[issue8108] test_ftplib fails with OpenSSL 0.9.8m
report at bugs.python.org
Mon Mar 15 01:11:29 CET 2010
Bill Janssen <bill.janssen at gmail.com> added the comment:
>> Depends on what we want. It just suppresses information that's now
>> available. What we'd really like is for the caller to recognize that
>> close() can fail, and should be re-tried if it does. That requires
>> that we signal the error back up and out of the ssl module. It seems
>> to me that any non-blocking code should recognize this and respect it.
> Well, first, it will break code which used to work perfectly well (as > the failing tests show). That OpenSSL decided to break compatibility
> in what looks like a minor bugfix release (0.9.8m) doesn't mean we
> should propagate the breakage.
I admit to being powerfully swayed by this argument. Of course, you could also say that it exposes bugs in code which hasn't been tested enough. Again, look at where this stack trace is coming from. It's a default error handler in code that was written 10 years ago. Perhaps that code needs more than just a default error handler; perhaps the handler in FTP_TLS should be more sophisticated.

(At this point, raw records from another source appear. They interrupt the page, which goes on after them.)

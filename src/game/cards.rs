use rand::rngs::StdRng;
use rand::seq::SliceRandom;
use rand::SeedableRng;
use serde::{Deserialize, Serialize};

/// 小王的點數序號
pub const RANK_JOKER_SMALL: u8 = 13;
/// 大王的點數序號
pub const RANK_JOKER_BIG: u8 = 14;
/// 「2」的點數序號 (點數 0..=12 對應 3,4,...,10,J,Q,K,A,2)
pub const RANK_TWO: u8 = 12;
/// 順子類牌型允許的最大點數 (A)
pub const MAX_RUN_RANK: u8 = 11;

/// 一副牌的總張數 (13 點 x 4 花色 + 雙王)
pub const DECK_SIZE: usize = 54;
/// 每個座位發到的牌數 (地主另外拿走 3 張底牌)
pub const CARDS_PER_SEAT: usize = 17;
/// 底牌張數
pub const HIDDEN_CARDS: usize = 3;

/// 花色 (王牌沒有真正的花色)
#[derive(Debug, Clone, Copy, PartialEq, Eq, PartialOrd, Ord, Hash)]
pub enum Suit {
    Heart,
    Spade,
    Club,
    Diamond,
    Joker,
}

impl Suit {
    pub fn all() -> [Suit; 4] {
        [Suit::Heart, Suit::Spade, Suit::Club, Suit::Diamond]
    }

    /// 線路編碼用的索引
    pub fn index(&self) -> u8 {
        match self {
            Suit::Heart => 0,
            Suit::Spade => 1,
            Suit::Club => 2,
            Suit::Diamond => 3,
            Suit::Joker => 4,
        }
    }

    pub fn from_index(i: u8) -> Option<Suit> {
        match i {
            0 => Some(Suit::Heart),
            1 => Some(Suit::Spade),
            2 => Some(Suit::Club),
            3 => Some(Suit::Diamond),
            4 => Some(Suit::Joker),
            _ => None,
        }
    }
}

/// 撲克牌。發出後不可變更。
/// 線路格式為 `[suit, rank]` 的二元陣列。
#[derive(Debug, Clone, Copy, PartialEq, Eq, PartialOrd, Ord, Hash, Serialize, Deserialize)]
#[serde(into = "(u8, u8)", try_from = "(u8, u8)")]
pub struct Card {
    pub suit: Suit,
    pub rank: u8,
}

impl Card {
    pub fn new(suit: Suit, rank: u8) -> Self {
        Self { suit, rank }
    }

    /// 點數符號 (供日誌輸出)
    pub fn label(&self) -> String {
        let rank = match self.rank {
            0..=7 => (self.rank + 3).to_string(),
            8 => "J".to_string(),
            9 => "Q".to_string(),
            10 => "K".to_string(),
            11 => "A".to_string(),
            12 => "2".to_string(),
            13 => return "joker".to_string(),
            _ => return "JOKER".to_string(),
        };
        let suit = match self.suit {
            Suit::Heart => 'H',
            Suit::Spade => 'S',
            Suit::Club => 'C',
            Suit::Diamond => 'D',
            Suit::Joker => '?',
        };
        format!("{}{}", suit, rank)
    }
}

impl From<Card> for (u8, u8) {
    fn from(card: Card) -> (u8, u8) {
        (card.suit.index(), card.rank)
    }
}

impl TryFrom<(u8, u8)> for Card {
    type Error = String;

    fn try_from((suit, rank): (u8, u8)) -> Result<Card, String> {
        let suit = Suit::from_index(suit).ok_or_else(|| format!("invalid suit index: {}", suit))?;
        if rank > RANK_JOKER_BIG {
            return Err(format!("invalid rank: {}", rank));
        }
        // 王牌沒有花色，一般牌點數不得超過 12
        let is_joker_rank = rank >= RANK_JOKER_SMALL;
        if is_joker_rank != (suit == Suit::Joker) {
            return Err(format!("suit/rank mismatch: ({:?}, {})", suit, rank));
        }
        Ok(Card { suit, rank })
    }
}

/// 牌組
pub struct Deck {
    cards: Vec<Card>,
}

impl Deck {
    /// 建立完整的 54 張牌
    pub fn new() -> Self {
        let mut cards = Vec::with_capacity(DECK_SIZE);
        for suit in Suit::all() {
            for rank in 0..=RANK_TWO {
                cards.push(Card::new(suit, rank));
            }
        }
        cards.push(Card::new(Suit::Joker, RANK_JOKER_SMALL));
        cards.push(Card::new(Suit::Joker, RANK_JOKER_BIG));
        Self { cards }
    }

    /// 使用 seed 洗牌 (確定性，便於重現牌局)
    pub fn shuffle(&mut self, seed: u64) {
        let mut rng = StdRng::seed_from_u64(seed);
        self.cards.shuffle(&mut rng);
    }

    /// 發牌：三家各 17 張，保留 3 張底牌
    pub fn deal(&self) -> ([Vec<Card>; 3], Vec<Card>) {
        let hands = [
            self.cards[0..CARDS_PER_SEAT].to_vec(),
            self.cards[CARDS_PER_SEAT..CARDS_PER_SEAT * 2].to_vec(),
            self.cards[CARDS_PER_SEAT * 2..CARDS_PER_SEAT * 3].to_vec(),
        ];
        let hidden = self.cards[CARDS_PER_SEAT * 3..].to_vec();
        (hands, hidden)
    }

    /// 取得所有牌
    pub fn cards(&self) -> &[Card] {
        &self.cards
    }
}

impl Default for Deck {
    fn default() -> Self {
        Self::new()
    }
}

#[cfg(test)]
mod tests {
    use super::*;
    use std::collections::HashSet;

    #[test]
    fn test_deck_has_54_cards() {
        let deck = Deck::new();
        assert_eq!(deck.cards().len(), DECK_SIZE);
    }

    #[test]
    fn test_deck_unique_cards() {
        let deck = Deck::new();
        let mut seen = HashSet::new();
        for card in deck.cards() {
            assert!(seen.insert(*card));
        }
    }

    #[test]
    fn test_deck_has_both_jokers() {
        let deck = Deck::new();
        assert!(deck
            .cards()
            .iter()
            .any(|c| c.suit == Suit::Joker && c.rank == RANK_JOKER_SMALL));
        assert!(deck
            .cards()
            .iter()
            .any(|c| c.suit == Suit::Joker && c.rank == RANK_JOKER_BIG));
    }

    #[test]
    fn test_deterministic_shuffle() {
        let mut deck1 = Deck::new();
        deck1.shuffle(12345);

        let mut deck2 = Deck::new();
        deck2.shuffle(12345);

        // 相同 seed 應該產生相同順序
        assert_eq!(deck1.cards(), deck2.cards());
    }

    #[test]
    fn test_different_seeds_different_order() {
        let mut deck1 = Deck::new();
        deck1.shuffle(12345);

        let mut deck2 = Deck::new();
        deck2.shuffle(67890);

        assert_ne!(deck1.cards(), deck2.cards());
    }

    #[test]
    fn test_deal_17_each_plus_hidden() {
        let mut deck = Deck::new();
        deck.shuffle(42);

        let (hands, hidden) = deck.deal();
        assert_eq!(hidden.len(), HIDDEN_CARDS);
        for hand in &hands {
            assert_eq!(hand.len(), CARDS_PER_SEAT);
        }

        // 三家手牌加底牌應恰好覆蓋整副牌
        let mut all: Vec<Card> = hands.iter().flatten().copied().collect();
        all.extend_from_slice(&hidden);
        let unique: HashSet<Card> = all.iter().copied().collect();
        assert_eq!(unique.len(), DECK_SIZE);
    }

    #[test]
    fn test_card_wire_tuple_roundtrip() {
        let card = Card::new(Suit::Spade, 5);
        let pair: (u8, u8) = card.into();
        assert_eq!(pair, (1, 5));
        assert_eq!(Card::try_from(pair).unwrap(), card);
    }

    #[test]
    fn test_card_wire_tuple_rejects_bad_values() {
        assert!(Card::try_from((9, 0)).is_err());
        assert!(Card::try_from((0, 15)).is_err());
        // 一般花色不能配王牌點數
        assert!(Card::try_from((0, 13)).is_err());
        // 王牌花色必須配王牌點數
        assert!(Card::try_from((4, 5)).is_err());
    }
}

> Second, I'm not an SSL expert, but it's not obvious to me that the
> application should have to ensure a "complete shutdown" before
> closing the socket. Often, stateful applicative protocols close
> their "session" anyway (*) before shutting down the transport layer,
> so I don't see what this additional precaution can buy
> (apart from code complication).
What it buys is the ability for careful code to properly shut down an SSL session when using non-blocking sockets. If we apply the fix, we deny that, and I'm sure someone will immediately file a bug about it :-).